▶ _EXERCISE REQUIREMENTS_: Give back the full data, retyped precisely.

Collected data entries

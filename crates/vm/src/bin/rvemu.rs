use std::fs;
use std::path::PathBuf;

use anyhow::{bail, Context, Result};
use clap::Parser;
use colored::*;
use log::{Level, LevelFilter, Log, Metadata, Record};

use vm::bus::Uart;
use vm::{ExitReason, Vm, VmConfig};

/// Runs a flat RV64 binary loaded at 0x8000_0000.
#[derive(Parser, Debug)]
#[command(author, version, about, long_about = None)]
struct Args {
    /// Headerless binary produced by `rvbuild`
    binary: PathBuf,

    /// DRAM size in MiB
    #[arg(long, default_value_t = 128)]
    memory_mib: u64,

    /// Stop after this many steps
    #[arg(long)]
    max_steps: Option<u64>,

    /// Print every executed instruction and trap
    #[arg(long)]
    trace: bool,

    /// Feed stdin to the UART receiver
    #[arg(long)]
    input: bool,

    /// Skip the register and CSR dump at exit
    #[arg(short, long)]
    quiet: bool,

    #[arg(short, long, action = clap::ArgAction::Count)]
    verbose: u8,
}

struct ConsoleLogger {
    level: LevelFilter,
}

impl Log for ConsoleLogger {
    fn enabled(&self, metadata: &Metadata) -> bool {
        metadata.level() <= self.level
    }

    fn log(&self, record: &Record) {
        if !self.enabled(record.metadata()) {
            return;
        }
        let tag = match record.level() {
            Level::Error => "error".red().bold(),
            Level::Warn => "warn".yellow().bold(),
            Level::Info => "info".green(),
            Level::Debug => "debug".blue(),
            Level::Trace => "trace".dimmed(),
        };
        eprintln!("{}: {}", tag, record.args());
    }

    fn flush(&self) {}
}

fn init_logger(verbose: u8) {
    let level = match verbose {
        0 => LevelFilter::Warn,
        1 => LevelFilter::Info,
        _ => LevelFilter::Debug,
    };
    if log::set_boxed_logger(Box::new(ConsoleLogger { level })).is_ok() {
        log::set_max_level(level);
    }
}

fn memory_bytes(mib: u64) -> Result<u64> {
    let bytes = mib
        .checked_mul(1024 * 1024)
        .with_context(|| format!("--memory-mib {} overflows", mib))?;
    if bytes == 0 {
        bail!("--memory-mib must be at least 1");
    }
    Ok(bytes)
}

fn main() -> Result<()> {
    let args = Args::parse();
    init_logger(args.verbose);

    let binary = fs::read(&args.binary)
        .with_context(|| format!("failed to read {}", args.binary.display()))?;

    let config = VmConfig {
        memory_size: memory_bytes(args.memory_mib)?,
        max_steps: args.max_steps,
        verbose: args.trace,
    };
    let mut vm = Vm::with_uart(&binary, config, Uart::stdio(args.input))
        .with_context(|| format!("failed to load {}", args.binary.display()))?;

    log::info!("running {} ({} bytes)", args.binary.display(), binary.len());
    let outcome = vm.run();

    match outcome.exit {
        ExitReason::Fatal(exception) => eprintln!(
            "{} {} after {} steps",
            "stopped:".yellow().bold(),
            exception,
            outcome.steps
        ),
        ExitReason::StepLimit => eprintln!(
            "{} step limit reached after {} steps",
            "stopped:".yellow().bold(),
            outcome.steps
        ),
    }

    if !args.quiet {
        println!("{}", "--- Registers ---".bold());
        print!("{}", vm.dump_registers());
        println!("{}", "--- CSRs ---".bold());
        print!("{}", vm.dump_csrs());
    }

    Ok(())
}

▶ _EXERCISE ANSWER_:
filename crates/vm/src/bin/rvemu.rs
use std::fs;
use std::path::PathBuf;

use anyhow::{bail, Context, Result};
use clap::Parser;
use colored::*;
use log::{Level, LevelFilter, Log, Metadata, Record};

use vm::bus::Uart;
use vm::{ExitReason, Vm, VmConfig};

/// Runs a flat RV64 binary loaded at 0x8000_0000.
#[derive(Parser, Debug)]
#[command(author, version, about, long_about = None)]
struct Args {
    /// Headerless binary produced by `rvbuild`
    binary: PathBuf,

    /// DRAM size in MiB
    #[arg(long, default_value_t = 128)]
    memory_mib: u64,

    /// Stop after this many steps
    #[arg(long)]
    max_steps: Option<u64>,

    /// Print every executed instruction and trap
    #[arg(long)]
    trace: bool,

    /// Feed stdin to the UART receiver
    #[arg(long)]
    input: bool,

    /// Skip the register and CSR dump at exit
    #[arg(short, long)]
    quiet: bool,

    #[arg(short, long, action = clap::ArgAction::Count)]
    verbose: u8,
}

struct ConsoleLogger {
    level: LevelFilter,
}

impl Log for ConsoleLogger {
    fn enabled(&self, metadata: &Metadata) -> bool {
        metadata.level() <= self.level
    }

    fn log(&self, record: &Record) {
        if !self.enabled(record.metadata()) {
            return;
        }
        let tag = match record.level() {
            Level::Error => "error".red().bold(),
            Level::Warn => "warn".yellow().bold(),
            Level::Info => "info".green(),
            Level::Debug => "debug".blue(),
            Level::Trace => "trace".dimmed(),
        };
        eprintln!("{}: {}", tag, record.args());
    }

    fn flush(&self) {}
}

fn init_logger(verbose: u8) {
    let level = match verbose {
        0 => LevelFilter::Warn,
        1 => LevelFilter::Info,
        _ => LevelFilter::Debug,
    };
    if log::set_boxed_logger(Box::new(ConsoleLogger { level })).is_ok() {
        log::set_max_level(level);
    }
}

fn memory_bytes(mib: u64) -> Result<u64> {
    let bytes = mib
        .checked_mul(1024 * 1024)
        .with_context(|| format!("--memory-mib {} overflows", mib))?;
    if bytes == 0 {
        bail!("--memory-mib must be at least 1");
    }
    Ok(bytes)
}

fn main() -> Result<()> {
    let args = Args::parse();
    init_logger(args.verbose);

    let binary = fs::read(&args.binary)
        .with_context(|| format!("failed to read {}", args.binary.display()))?;

    let config = VmConfig {
        memory_size: memory_bytes(args.memory_mib)?,
        max_steps: args.max_steps,
        verbose: args.trace,
    };
    let mut vm = Vm::with_uart(&binary, config, Uart::stdio(args.input))
        .with_context(|| format!("failed to load {}", args.binary.display()))?;

    log::info!("running {} ({} bytes)", args.binary.display(), binary.len());
    let outcome = vm.run();

    match outcome.exit {
        ExitReason::Fatal(exception) => eprintln!(
            "{} {} after {} steps",
            "stopped:".yellow().bold(),
            exception,
            outcome.steps
        ),
        ExitReason::StepLimit => eprintln!(
            "{} step limit reached after {} steps",
            "stopped:".yellow().bold(),
            outcome.steps
        ),
    }

    if !args.quiet {
        println!("{}", "--- Registers ---".bold());
        print!("{}", vm.dump_registers());
        println!("{}", "--- CSRs ---".bold());
        print!("{}", vm.dump_csrs());
    }

    Ok(())
}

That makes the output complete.